Search the records for the string "optional", then copy each line where it appears.

_____

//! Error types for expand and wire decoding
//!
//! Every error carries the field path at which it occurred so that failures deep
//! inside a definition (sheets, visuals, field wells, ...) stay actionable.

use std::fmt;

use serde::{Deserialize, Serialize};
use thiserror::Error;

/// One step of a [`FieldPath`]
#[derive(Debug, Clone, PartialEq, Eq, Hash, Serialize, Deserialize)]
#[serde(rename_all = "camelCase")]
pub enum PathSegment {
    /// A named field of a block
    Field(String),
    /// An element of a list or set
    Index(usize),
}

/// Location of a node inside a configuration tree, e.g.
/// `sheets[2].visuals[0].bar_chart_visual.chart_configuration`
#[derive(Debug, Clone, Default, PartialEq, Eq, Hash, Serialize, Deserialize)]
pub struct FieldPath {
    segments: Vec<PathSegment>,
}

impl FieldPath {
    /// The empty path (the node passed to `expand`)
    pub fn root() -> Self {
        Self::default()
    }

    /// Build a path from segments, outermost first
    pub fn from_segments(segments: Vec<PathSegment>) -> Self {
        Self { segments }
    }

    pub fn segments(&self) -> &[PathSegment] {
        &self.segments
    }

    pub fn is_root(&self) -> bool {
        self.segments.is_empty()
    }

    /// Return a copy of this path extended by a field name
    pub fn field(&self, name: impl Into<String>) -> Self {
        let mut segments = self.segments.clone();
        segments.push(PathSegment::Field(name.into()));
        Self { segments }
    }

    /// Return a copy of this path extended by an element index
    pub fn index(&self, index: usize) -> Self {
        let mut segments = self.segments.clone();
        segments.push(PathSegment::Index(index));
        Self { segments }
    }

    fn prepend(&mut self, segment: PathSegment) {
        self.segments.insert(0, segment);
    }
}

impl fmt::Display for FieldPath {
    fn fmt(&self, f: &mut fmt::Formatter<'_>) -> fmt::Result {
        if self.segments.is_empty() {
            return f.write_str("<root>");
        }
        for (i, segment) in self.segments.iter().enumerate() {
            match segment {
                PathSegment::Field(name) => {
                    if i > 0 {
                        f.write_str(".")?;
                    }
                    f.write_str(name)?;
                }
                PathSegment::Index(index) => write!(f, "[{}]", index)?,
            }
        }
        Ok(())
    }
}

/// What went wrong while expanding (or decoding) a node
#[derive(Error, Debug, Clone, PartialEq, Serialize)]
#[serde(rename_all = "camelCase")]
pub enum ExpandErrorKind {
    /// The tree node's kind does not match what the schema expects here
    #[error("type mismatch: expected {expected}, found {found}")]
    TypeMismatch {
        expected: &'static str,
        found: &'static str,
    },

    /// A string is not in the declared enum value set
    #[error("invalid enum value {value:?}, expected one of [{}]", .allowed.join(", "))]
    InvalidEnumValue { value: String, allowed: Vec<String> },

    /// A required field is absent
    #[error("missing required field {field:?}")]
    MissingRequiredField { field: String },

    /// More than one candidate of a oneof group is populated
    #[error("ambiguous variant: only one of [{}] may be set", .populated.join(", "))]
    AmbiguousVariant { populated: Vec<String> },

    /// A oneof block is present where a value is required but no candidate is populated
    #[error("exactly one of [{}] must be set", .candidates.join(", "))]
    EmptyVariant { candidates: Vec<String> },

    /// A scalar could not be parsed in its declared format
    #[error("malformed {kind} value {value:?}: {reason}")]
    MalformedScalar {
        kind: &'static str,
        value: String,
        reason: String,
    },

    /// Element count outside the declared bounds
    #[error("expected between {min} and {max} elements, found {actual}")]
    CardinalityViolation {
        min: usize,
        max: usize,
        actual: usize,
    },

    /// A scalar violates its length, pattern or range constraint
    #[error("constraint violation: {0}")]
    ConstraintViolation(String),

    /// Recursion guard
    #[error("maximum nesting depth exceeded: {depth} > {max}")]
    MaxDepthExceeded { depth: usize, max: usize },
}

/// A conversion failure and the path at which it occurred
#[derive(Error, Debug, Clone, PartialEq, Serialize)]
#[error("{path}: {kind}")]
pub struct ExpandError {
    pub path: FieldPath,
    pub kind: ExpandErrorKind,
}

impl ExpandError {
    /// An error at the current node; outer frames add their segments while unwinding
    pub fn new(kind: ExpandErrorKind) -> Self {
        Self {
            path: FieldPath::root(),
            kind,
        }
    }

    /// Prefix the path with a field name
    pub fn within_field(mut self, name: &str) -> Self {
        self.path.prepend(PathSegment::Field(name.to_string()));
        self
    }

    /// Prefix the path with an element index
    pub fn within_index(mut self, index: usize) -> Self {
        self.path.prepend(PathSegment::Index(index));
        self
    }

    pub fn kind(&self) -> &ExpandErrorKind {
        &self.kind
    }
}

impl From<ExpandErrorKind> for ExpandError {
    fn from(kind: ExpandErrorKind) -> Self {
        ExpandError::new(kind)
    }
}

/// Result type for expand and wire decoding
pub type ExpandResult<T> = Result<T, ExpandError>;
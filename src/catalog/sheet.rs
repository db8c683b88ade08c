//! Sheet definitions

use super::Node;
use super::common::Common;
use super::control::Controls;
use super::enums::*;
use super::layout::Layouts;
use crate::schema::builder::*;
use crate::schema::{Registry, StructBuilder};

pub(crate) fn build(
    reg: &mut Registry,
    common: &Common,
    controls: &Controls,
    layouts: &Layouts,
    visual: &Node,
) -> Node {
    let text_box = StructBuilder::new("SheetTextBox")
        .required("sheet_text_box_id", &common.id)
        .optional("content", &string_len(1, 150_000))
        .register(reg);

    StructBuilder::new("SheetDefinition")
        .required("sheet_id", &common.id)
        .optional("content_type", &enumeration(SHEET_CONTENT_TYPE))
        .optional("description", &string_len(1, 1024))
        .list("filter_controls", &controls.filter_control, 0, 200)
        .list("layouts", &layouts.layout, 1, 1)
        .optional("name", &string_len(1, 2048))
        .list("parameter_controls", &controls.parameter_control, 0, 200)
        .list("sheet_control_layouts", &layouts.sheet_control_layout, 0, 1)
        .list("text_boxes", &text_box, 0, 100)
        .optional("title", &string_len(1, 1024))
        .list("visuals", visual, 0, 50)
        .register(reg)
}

_____

## Result
        .optional("content", &string_len(1, 150_000))
        .optional("content_type", &enumeration(SHEET_CONTENT_TYPE))
        .optional("description", &string_len(1, 1024))
        .optional("name", &string_len(1, 2048))
        .optional("title", &string_len(1, 1024))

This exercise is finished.